Thursday, April 14, 2016

Bloomberg Law and LMA Issue Report on the State of Marketing in the Legal Profession

Bloomberg Law and the Legal Marketing Association have just issued a joint report on the state of marketing  in the legal profession. The report "Are We There Yet:  Revealing the Latest Trends in Legal Marketing and Business Development is available at this link.

The report focuses on the evolving and expanding roles of marketing and business development professionals, budgets and new business challenges. The study which was  conducted in April 2016 included responses from 286 lawyers and business development professionals.

The definition of Business Development is very expansive and identifies 9 different types of activities including expected activities such as marketing, event management, pr as well as new activities such as pricing and attorney coaching. It also include Knowledge Management and Practice/Process Improvement which are often developed and maintained outside Marketing and BD departments.

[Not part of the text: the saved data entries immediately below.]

#[cfg(test)]
mod tests {
    use super::*;
    use pretty_assertions::assert_eq;
    use softlayer_core::ids::{LocationId, PriceId};
    use wiremock::matchers::{basic_auth, body_json, method, path, query_param};
    use wiremock::{Mock, MockServer, ResponseTemplate};

    fn client(server: &MockServer) -> SoftLayerClient {
        SoftLayerClientBuilder::new(server.uri())
            .unwrap()
            .with_retry_policy(RetryPolicy::disabled())
            .with_credentials("user", "key")
            .build()
            .unwrap()
    }

    #[tokio::test]
    async fn get_datacenter_sends_filter_and_auth() {
        let server = MockServer::start().await;
        Mock::given(method("GET"))
            .and(path("/SoftLayer_Location_Datacenter/getDatacenters.json"))
            .and(basic_auth("user", "key"))
            .and(query_param("objectFilter", r#"{"name":{"operation":"dal09"}}"#))
            .and(query_param("objectMask", "mask[id,name,longName]"))
            .respond_with(ResponseTemplate::new(200).set_body_json(json!([
                {"id": 1_441_195, "name": "dal09", "longName": "Dallas 9"}
            ])))
            .mount(&server)
            .await;

        let location = client(&server).get_datacenter_by_name("dal09").await.unwrap();
        assert_eq!(location.id, Some(LocationId::new(1_441_195)));
    }

    #[tokio::test]
    async fn get_datacenter_empty_is_not_found() {
        let server = MockServer::start().await;
        Mock::given(method("GET"))
            .and(path("/SoftLayer_Location_Datacenter/getDatacenters.json"))
            .respond_with(ResponseTemplate::new(200).set_body_json(json!([])))
            .mount(&server)
            .await;

        let err = client(&server)
            .get_datacenter_by_name("nowhere")
            .await
            .unwrap_err();
        assert!(matches!(err, Error::NotFound(_)));
    }

    #[tokio::test]
    async fn get_vlan_not_found() {
        let server = MockServer::start().await;
        Mock::given(method("GET"))
            .and(path("/SoftLayer_Network_Vlan/42/getObject.json"))
            .respond_with(ResponseTemplate::new(404).set_body_json(json!({
                "error": "Unable to find object with id of '42'.",
                "code": "SoftLayer_Exception_ObjectNotFound"
            })))
            .mount(&server)
            .await;

        let err = client(&server)
            .get_vlan(VlanId::new(42), &ObjectMask::new("id"))
            .await
            .unwrap_err();
        assert!(matches!(err, Error::NotFound(msg) if msg.contains("'42'")));
    }

    #[tokio::test]
    async fn place_order_wraps_parameters() {
        let server = MockServer::start().await;
        let order = VlanOrder::new(
            PackageId::new(265),
            LocationId::new(3),
            vec![crate::models::PriceRef { id: PriceId::new(10) }],
        );
        Mock::given(method("POST"))
            .and(path("/SoftLayer_Product_Order/placeOrder.json"))
            .and(body_json(json!({
                "parameters": [
                    {
                        "complexType": "SoftLayer_Container_Product_Order_Network_Vlan",
                        "packageId": 265,
                        "location": "3",
                        "quantity": 1,
                        "prices": [{"id": 10}]
                    },
                    false
                ]
            })))
            .respond_with(ResponseTemplate::new(200).set_body_json(json!({
                "orderId": 9_876_543,
                "orderDate": "2017-06-12T10:06:49-05:00"
            })))
            .expect(1)
            .mount(&server)
            .await;

        let receipt = client(&server).place_vlan_order(&order).await.unwrap();
        assert_eq!(receipt.order_id, Some(OrderId::new(9_876_543)));
    }

    #[tokio::test]
    async fn place_order_is_never_replayed() {
        let server = MockServer::start().await;
        Mock::given(method("POST"))
            .and(path("/SoftLayer_Product_Order/placeOrder.json"))
            .respond_with(ResponseTemplate::new(503).set_body_string("busy"))
            .expect(1)
            .mount(&server)
            .await;

        let client = SoftLayerClientBuilder::new(server.uri())
            .unwrap()
            .with_retry_policy(
                RetryPolicy::new().with_base_delay(Duration::from_millis(1)),
            )
            .build()
            .unwrap();
        let order = VlanOrder::new(PackageId::new(1), LocationId::new(1), Vec::new());
        let err = client.place_vlan_order(&order).await.unwrap_err();
        assert!(matches!(err, Error::ServiceUnavailable(_)));
    }

    #[tokio::test]
    async fn get_requests_retry_transient_failures() {
        let server = MockServer::start().await;
        Mock::given(method("GET"))
            .and(path("/SoftLayer_Account/getNetworkVlans.json"))
            .respond_with(ResponseTemplate::new(503))
            .up_to_n_times(2)
            .mount(&server)
            .await;
        Mock::given(method("GET"))
            .and(path("/SoftLayer_Account/getNetworkVlans.json"))
            .respond_with(ResponseTemplate::new(200).set_body_json(json!([{"id": 7}])))
            .mount(&server)
            .await;

        let client = SoftLayerClientBuilder::new(server.uri())
            .unwrap()
            .with_retry_policy(
                RetryPolicy::new().with_base_delay(Duration::from_millis(1)),
            )
            .build()
            .unwrap();
        let vlans = client.list_vlans_by_order(OrderId::new(5)).await.unwrap();
        assert_eq!(vlans.len(), 1);
        assert_eq!(vlans[0].id, VlanId::new(7));
    }

    #[tokio::test]
    async fn client_errors_are_sent_once() {
        let server = MockServer::start().await;
        Mock::given(method("GET"))
            .and(path("/SoftLayer_Network_Vlan/7/getObject.json"))
            .respond_with(ResponseTemplate::new(400).set_body_string("bad mask"))
            .expect(1)
            .mount(&server)
            .await;

        let client = SoftLayerClientBuilder::new(server.uri())
            .unwrap()
            .with_retry_policy(
                RetryPolicy::new().with_base_delay(Duration::from_millis(1)),
            )
            .build()
            .unwrap();
        let err = client
            .get_vlan(VlanId::new(7), &ObjectMask::new("id"))
            .await
            .unwrap_err();
        assert!(matches!(err, Error::HttpError(_)));
    }

    #[tokio::test]
    async fn default_settings_do_not_retry() {
        let server = MockServer::start().await;
        Mock::given(method("GET"))
            .and(path("/SoftLayer_Account/getNetworkVlans.json"))
            .respond_with(ResponseTemplate::new(503))
            .expect(1)
            .mount(&server)
            .await;

        let client = SoftLayerClientBuilder::new(server.uri())
            .unwrap()
            .build()
            .unwrap();
        let err = client
            .list_vlans_by_order(OrderId::new(5))
            .await
            .unwrap_err();
        assert!(matches!(err, Error::ServiceUnavailable(_)));
    }

    #[tokio::test]
    async fn list_vlans_by_order_filters_on_order_id() {
        let server = MockServer::start().await;
        Mock::given(method("GET"))
            .and(path("/SoftLayer_Account/getNetworkVlans.json"))
            .and(query_param(
                "objectFilter",
                r#"{"networkVlans":{"billingItem":{"orderItem":{"order":{"id":{"operation":"5"}}}}}}"#,
            ))
            .respond_with(ResponseTemplate::new(200).set_body_json(json!([])))
            .mount(&server)
            .await;

        let vlans = client(&server)
            .list_vlans_by_order(OrderId::new(5))
            .await
            .unwrap();
        assert!(vlans.is_empty());
    }

    #[tokio::test]
    async fn billing_item_null_or_empty_is_none() {
        let server = MockServer::start().await;
        Mock::given(method("GET"))
            .and(path("/SoftLayer_Network_Vlan/1/getBillingItem.json"))
            .respond_with(ResponseTemplate::new(200).set_body_string("null"))
            .mount(&server)
            .await;
        Mock::given(method("GET"))
            .and(path("/SoftLayer_Network_Vlan/2/getBillingItem.json"))
            .respond_with(ResponseTemplate::new(200).set_body_json(json!({})))
            .mount(&server)
            .await;
        Mock::given(method("GET"))
            .and(path("/SoftLayer_Network_Vlan/3/getBillingItem.json"))
            .respond_with(
                ResponseTemplate::new(200).set_body_json(json!({"id": 55, "recurringFee": "0"})),
            )
            .mount(&server)
            .await;

        let client = client(&server);
        assert_eq!(client.get_vlan_billing_item(VlanId::new(1)).await.unwrap(), None);
        assert_eq!(client.get_vlan_billing_item(VlanId::new(2)).await.unwrap(), None);
        let item = client
            .get_vlan_billing_item(VlanId::new(3))
            .await
            .unwrap()
            .unwrap();
        assert_eq!(item.id, Some(BillingItemId::new(55)));
    }

    #[tokio::test]
    async fn cancel_with_attached_servers_is_classified() {
        let server = MockServer::start().await;
        Mock::given(method("GET"))
            .and(path("/SoftLayer_Billing_Item/55/cancelService.json"))
            .respond_with(ResponseTemplate::new(500).set_body_json(json!({
                "error": "Cannot cancel: there are servers still on the VLAN.",
                "code": "SoftLayer_Exception_Public"
            })))
            .mount(&server)
            .await;

        let err = client(&server)
            .cancel_billing_item(BillingItemId::new(55))
            .await
            .unwrap_err();
        assert!(matches!(err, Error::ResourcesAttached(_)));
        assert!(err.is_resources_attached());
    }

    #[tokio::test]
    async fn rename_sends_edit_object() {
        let server = MockServer::start().await;
        Mock::given(method("PUT"))
            .and(path("/SoftLayer_Network_Vlan/9/editObject.json"))
            .and(body_json(json!({"parameters": [{"name": "web"}]})))
            .respond_with(ResponseTemplate::new(200).set_body_json(json!(true)))
            .expect(1)
            .mount(&server)
            .await;

        client(&server)
            .rename_vlan(VlanId::new(9), "web")
            .await
            .unwrap();
    }

    #[test]
    fn classify_structured_exception_as_remote_error() {
        let err = classify_error(
            StatusCode::INTERNAL_SERVER_ERROR,
            br#"{"error":"Invalid price","code":"SoftLayer_Exception_Order_InvalidPrice"}"#,
        );
        assert_eq!(
            err,
            Error::RemoteError {
                code: "SoftLayer_Exception_Order_InvalidPrice".to_string(),
                message: "Invalid price".to_string(),
            }
        );
    }

    #[test]
    fn classify_unstructured_responses() {
        assert!(matches!(
            classify_error(StatusCode::INTERNAL_SERVER_ERROR, b"oops"),
            Error::ServiceUnavailable(_)
        ));
        assert!(matches!(
            classify_error(StatusCode::UNAUTHORIZED, b"denied"),
            Error::InvalidRequest(_)
        ));
        assert!(matches!(
            classify_error(StatusCode::BAD_REQUEST, b"bad"),
            Error::HttpError(_)
        ));
    }

    #[test]
    fn builder_normalizes_trailing_slash() {
        let client = SoftLayerClient::new("https://api.softlayer.com/rest/v3.1").unwrap();
        assert_eq!(
            client
                .build_url("SoftLayer_Network_Vlan", Some(1), "getObject")
                .unwrap()
                .as_str(),
            "https://api.softlayer.com/rest/v3.1/SoftLayer_Network_Vlan/1/getObject.json"
        );
    }
}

  • 67% of respondents say firms are increasing their focus on business development
  • Marketing and Business development staffs are increase
  • The primary reason for increasing focus on business development are increase internal pressure to generate revenue.
  • Only 8% of law firm have Chief Pricing Officers.
  •  45% of law firm respondents have Chief Marketing Officers.
  • 40% report having difficulty getting lawyers to "buy in" to marketing.
  • Lack of time is the largest problem facing marketing/BD staffs.
  • Attorneys regard "lead development" tools as the most important technology that is not meeting their needs.

The report ranks the top 10 new responsibilities of marketing departments: social media, Process improvement, Business planning, attorney coaching, content marketing, Relationship management, competitive intelligence, direct business development and managing client teams.

My only complaint with the report is that the technology tools section uses categories of tools which are rather vague.  "Business intelligence"  tools could be referring to anything in  a  wide and varied landscape of software.  It would have been helpful for them to either describe the functions or name some of the products in the category.